Give back, word for word, the lines in the listing below from the one holding "its final outcome." down to the one holding "use crate::progress::Progress;", both ends included.

(SOURCE MATERIAL Opens)

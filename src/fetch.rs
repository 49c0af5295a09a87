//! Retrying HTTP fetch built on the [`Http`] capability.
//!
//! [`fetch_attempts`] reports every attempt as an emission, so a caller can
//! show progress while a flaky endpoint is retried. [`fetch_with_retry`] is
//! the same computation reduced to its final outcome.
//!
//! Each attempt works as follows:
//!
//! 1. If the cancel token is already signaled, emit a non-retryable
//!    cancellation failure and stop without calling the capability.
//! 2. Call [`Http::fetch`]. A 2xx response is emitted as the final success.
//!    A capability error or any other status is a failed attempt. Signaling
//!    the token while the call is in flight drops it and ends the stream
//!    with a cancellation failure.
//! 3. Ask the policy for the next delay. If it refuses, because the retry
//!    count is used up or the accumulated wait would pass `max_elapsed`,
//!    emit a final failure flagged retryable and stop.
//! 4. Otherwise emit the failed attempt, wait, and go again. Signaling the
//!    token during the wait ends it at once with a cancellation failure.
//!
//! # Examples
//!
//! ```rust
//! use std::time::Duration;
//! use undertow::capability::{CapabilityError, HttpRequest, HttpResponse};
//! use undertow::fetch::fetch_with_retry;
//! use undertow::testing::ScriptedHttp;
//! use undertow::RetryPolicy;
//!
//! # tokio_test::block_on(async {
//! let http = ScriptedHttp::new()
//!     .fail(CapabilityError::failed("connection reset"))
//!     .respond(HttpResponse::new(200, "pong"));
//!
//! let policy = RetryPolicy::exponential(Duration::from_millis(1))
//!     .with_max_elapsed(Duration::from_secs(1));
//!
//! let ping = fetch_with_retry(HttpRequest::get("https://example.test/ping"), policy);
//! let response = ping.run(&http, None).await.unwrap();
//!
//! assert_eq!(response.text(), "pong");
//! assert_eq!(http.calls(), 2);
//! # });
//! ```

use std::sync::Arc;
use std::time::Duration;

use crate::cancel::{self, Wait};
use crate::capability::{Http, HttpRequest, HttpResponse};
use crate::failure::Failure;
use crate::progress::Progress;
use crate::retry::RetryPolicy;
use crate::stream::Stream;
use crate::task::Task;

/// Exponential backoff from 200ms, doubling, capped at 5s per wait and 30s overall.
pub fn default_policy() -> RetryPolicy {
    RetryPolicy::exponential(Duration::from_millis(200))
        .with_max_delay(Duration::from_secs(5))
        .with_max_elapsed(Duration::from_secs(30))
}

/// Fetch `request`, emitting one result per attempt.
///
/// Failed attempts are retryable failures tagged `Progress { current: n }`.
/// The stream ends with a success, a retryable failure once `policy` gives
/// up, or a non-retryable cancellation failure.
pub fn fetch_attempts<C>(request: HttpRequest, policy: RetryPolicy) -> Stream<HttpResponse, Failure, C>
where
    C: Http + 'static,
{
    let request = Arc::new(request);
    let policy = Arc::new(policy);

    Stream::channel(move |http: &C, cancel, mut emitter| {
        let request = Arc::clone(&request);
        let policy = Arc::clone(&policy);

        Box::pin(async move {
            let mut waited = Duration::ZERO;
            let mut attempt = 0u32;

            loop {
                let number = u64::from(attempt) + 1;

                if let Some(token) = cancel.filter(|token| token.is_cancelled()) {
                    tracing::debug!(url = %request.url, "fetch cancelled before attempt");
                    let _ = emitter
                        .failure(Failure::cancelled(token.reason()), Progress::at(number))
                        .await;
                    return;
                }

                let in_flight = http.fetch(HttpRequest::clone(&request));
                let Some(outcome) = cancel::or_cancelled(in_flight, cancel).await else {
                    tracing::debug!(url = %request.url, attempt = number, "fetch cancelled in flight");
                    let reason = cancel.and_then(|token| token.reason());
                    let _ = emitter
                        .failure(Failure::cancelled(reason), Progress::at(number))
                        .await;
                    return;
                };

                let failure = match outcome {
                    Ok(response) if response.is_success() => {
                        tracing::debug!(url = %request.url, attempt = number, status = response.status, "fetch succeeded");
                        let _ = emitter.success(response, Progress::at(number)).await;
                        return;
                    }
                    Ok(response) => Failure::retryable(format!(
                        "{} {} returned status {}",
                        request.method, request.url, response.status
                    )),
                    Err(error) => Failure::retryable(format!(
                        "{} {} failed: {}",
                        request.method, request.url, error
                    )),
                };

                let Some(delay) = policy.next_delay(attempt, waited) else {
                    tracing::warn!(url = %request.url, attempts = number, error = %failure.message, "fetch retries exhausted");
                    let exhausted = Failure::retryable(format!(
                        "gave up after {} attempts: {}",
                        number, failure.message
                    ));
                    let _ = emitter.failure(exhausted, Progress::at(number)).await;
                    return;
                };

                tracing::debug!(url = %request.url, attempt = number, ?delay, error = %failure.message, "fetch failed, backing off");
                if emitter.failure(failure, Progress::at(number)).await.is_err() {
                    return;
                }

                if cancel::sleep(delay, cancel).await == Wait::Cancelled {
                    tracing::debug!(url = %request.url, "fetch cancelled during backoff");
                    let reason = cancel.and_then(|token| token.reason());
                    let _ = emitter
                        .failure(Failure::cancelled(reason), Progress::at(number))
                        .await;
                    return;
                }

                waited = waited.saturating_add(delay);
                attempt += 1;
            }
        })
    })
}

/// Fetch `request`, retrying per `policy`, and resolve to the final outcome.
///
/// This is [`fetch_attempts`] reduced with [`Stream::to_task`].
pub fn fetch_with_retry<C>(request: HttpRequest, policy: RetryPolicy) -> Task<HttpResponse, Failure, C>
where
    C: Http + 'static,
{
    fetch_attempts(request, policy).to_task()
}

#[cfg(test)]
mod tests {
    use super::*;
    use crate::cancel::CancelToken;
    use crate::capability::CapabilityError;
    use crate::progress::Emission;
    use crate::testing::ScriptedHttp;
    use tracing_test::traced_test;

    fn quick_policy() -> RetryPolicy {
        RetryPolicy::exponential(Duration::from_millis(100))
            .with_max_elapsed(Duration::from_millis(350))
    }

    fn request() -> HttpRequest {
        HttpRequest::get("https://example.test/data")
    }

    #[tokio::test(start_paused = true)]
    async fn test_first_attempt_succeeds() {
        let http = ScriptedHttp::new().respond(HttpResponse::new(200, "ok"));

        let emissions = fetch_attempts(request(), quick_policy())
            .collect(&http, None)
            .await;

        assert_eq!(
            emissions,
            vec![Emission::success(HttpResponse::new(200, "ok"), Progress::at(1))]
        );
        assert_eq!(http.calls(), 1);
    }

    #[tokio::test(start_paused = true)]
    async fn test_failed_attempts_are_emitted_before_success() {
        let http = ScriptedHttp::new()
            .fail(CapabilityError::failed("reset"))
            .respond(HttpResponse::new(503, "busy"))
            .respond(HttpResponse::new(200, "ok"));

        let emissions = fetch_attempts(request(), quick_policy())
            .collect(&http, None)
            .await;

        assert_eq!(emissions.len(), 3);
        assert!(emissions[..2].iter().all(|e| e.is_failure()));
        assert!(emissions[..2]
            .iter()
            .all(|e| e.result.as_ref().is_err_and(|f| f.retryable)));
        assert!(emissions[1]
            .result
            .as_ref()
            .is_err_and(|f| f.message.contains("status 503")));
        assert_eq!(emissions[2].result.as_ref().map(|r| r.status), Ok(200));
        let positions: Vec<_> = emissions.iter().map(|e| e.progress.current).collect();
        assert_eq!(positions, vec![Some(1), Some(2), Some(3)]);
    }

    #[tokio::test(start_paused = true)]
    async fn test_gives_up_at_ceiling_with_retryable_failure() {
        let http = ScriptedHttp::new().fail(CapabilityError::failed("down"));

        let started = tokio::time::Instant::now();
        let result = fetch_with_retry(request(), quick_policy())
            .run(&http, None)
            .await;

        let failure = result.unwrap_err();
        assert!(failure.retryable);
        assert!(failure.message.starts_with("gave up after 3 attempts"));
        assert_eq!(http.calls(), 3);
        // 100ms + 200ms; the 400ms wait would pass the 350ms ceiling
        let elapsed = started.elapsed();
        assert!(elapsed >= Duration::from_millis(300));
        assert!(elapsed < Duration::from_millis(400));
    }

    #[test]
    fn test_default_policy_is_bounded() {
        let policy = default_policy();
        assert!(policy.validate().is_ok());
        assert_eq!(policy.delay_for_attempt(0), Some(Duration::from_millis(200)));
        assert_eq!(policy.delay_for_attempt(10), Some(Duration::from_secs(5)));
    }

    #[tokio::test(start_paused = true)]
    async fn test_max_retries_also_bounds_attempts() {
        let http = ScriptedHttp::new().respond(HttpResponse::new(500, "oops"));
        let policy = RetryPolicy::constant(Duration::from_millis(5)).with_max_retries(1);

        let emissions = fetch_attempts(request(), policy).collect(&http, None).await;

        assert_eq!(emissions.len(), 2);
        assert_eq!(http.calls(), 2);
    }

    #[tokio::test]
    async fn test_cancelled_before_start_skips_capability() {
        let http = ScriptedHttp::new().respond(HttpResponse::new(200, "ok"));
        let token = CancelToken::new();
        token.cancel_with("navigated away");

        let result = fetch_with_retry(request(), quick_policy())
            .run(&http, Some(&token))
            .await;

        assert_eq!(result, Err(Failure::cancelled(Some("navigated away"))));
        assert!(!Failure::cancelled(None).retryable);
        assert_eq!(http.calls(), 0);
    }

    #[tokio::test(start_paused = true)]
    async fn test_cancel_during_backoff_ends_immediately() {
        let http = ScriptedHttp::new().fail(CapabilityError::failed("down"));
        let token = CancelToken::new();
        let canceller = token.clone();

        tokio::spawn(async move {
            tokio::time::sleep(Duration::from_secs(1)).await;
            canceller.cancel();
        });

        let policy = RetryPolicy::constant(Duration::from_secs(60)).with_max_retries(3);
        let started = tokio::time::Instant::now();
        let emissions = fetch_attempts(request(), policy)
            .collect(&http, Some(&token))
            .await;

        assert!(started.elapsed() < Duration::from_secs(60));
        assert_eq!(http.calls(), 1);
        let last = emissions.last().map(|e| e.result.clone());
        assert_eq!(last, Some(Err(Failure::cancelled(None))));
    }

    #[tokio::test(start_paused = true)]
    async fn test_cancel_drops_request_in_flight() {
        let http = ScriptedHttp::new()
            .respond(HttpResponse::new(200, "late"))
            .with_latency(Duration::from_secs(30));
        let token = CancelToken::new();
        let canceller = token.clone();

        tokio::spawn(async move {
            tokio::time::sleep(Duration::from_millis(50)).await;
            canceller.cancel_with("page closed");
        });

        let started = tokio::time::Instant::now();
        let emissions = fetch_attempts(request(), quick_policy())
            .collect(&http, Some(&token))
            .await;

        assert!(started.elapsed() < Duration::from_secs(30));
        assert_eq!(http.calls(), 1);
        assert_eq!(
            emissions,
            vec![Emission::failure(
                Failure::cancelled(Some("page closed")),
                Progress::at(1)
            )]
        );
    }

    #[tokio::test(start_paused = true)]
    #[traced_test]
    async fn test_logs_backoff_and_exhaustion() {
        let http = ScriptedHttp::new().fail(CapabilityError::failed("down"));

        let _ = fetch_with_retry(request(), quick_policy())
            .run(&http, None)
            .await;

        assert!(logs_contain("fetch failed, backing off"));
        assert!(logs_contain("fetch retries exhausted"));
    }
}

(SOURCE MATERIAL Closes)

**PROBLEM SOLUTION:**
//! the same computation reduced to its final outcome.
//!
//! Each attempt works as follows:
//!
//! 1. If the cancel token is already signaled, emit a non-retryable
//!    cancellation failure and stop without calling the capability.
//! 2. Call [`Http::fetch`]. A 2xx response is emitted as the final success.
//!    A capability error or any other status is a failed attempt. Signaling
//!    the token while the call is in flight drops it and ends the stream
//!    with a cancellation failure.
//! 3. Ask the policy for the next delay. If it refuses, because the retry
//!    count is used up or the accumulated wait would pass `max_elapsed`,
//!    emit a final failure flagged retryable and stop.
//! 4. Otherwise emit the failed attempt, wait, and go again. Signaling the
//!    token during the wait ends it at once with a cancellation failure.
//!
//! # Examples
//!
//! ```rust
//! use std::time::Duration;
//! use undertow::capability::{CapabilityError, HttpRequest, HttpResponse};
//! use undertow::fetch::fetch_with_retry;
//! use undertow::testing::ScriptedHttp;
//! use undertow::RetryPolicy;
//!
//! # tokio_test::block_on(async {
//! let http = ScriptedHttp::new()
//!     .fail(CapabilityError::failed("connection reset"))
//!     .respond(HttpResponse::new(200, "pong"));
//!
//! let policy = RetryPolicy::exponential(Duration::from_millis(1))
//!     .with_max_elapsed(Duration::from_secs(1));
//!
//! let ping = fetch_with_retry(HttpRequest::get("https://example.test/ping"), policy);
//! let response = ping.run(&http, None).await.unwrap();
//!
//! assert_eq!(response.text(), "pong");
//! assert_eq!(http.calls(), 2);
//! # });
//! ```

use std::sync::Arc;
use std::time::Duration;

use crate::cancel::{self, Wait};
use crate::capability::{Http, HttpRequest, HttpResponse};
use crate::failure::Failure;
use crate::progress::Progress;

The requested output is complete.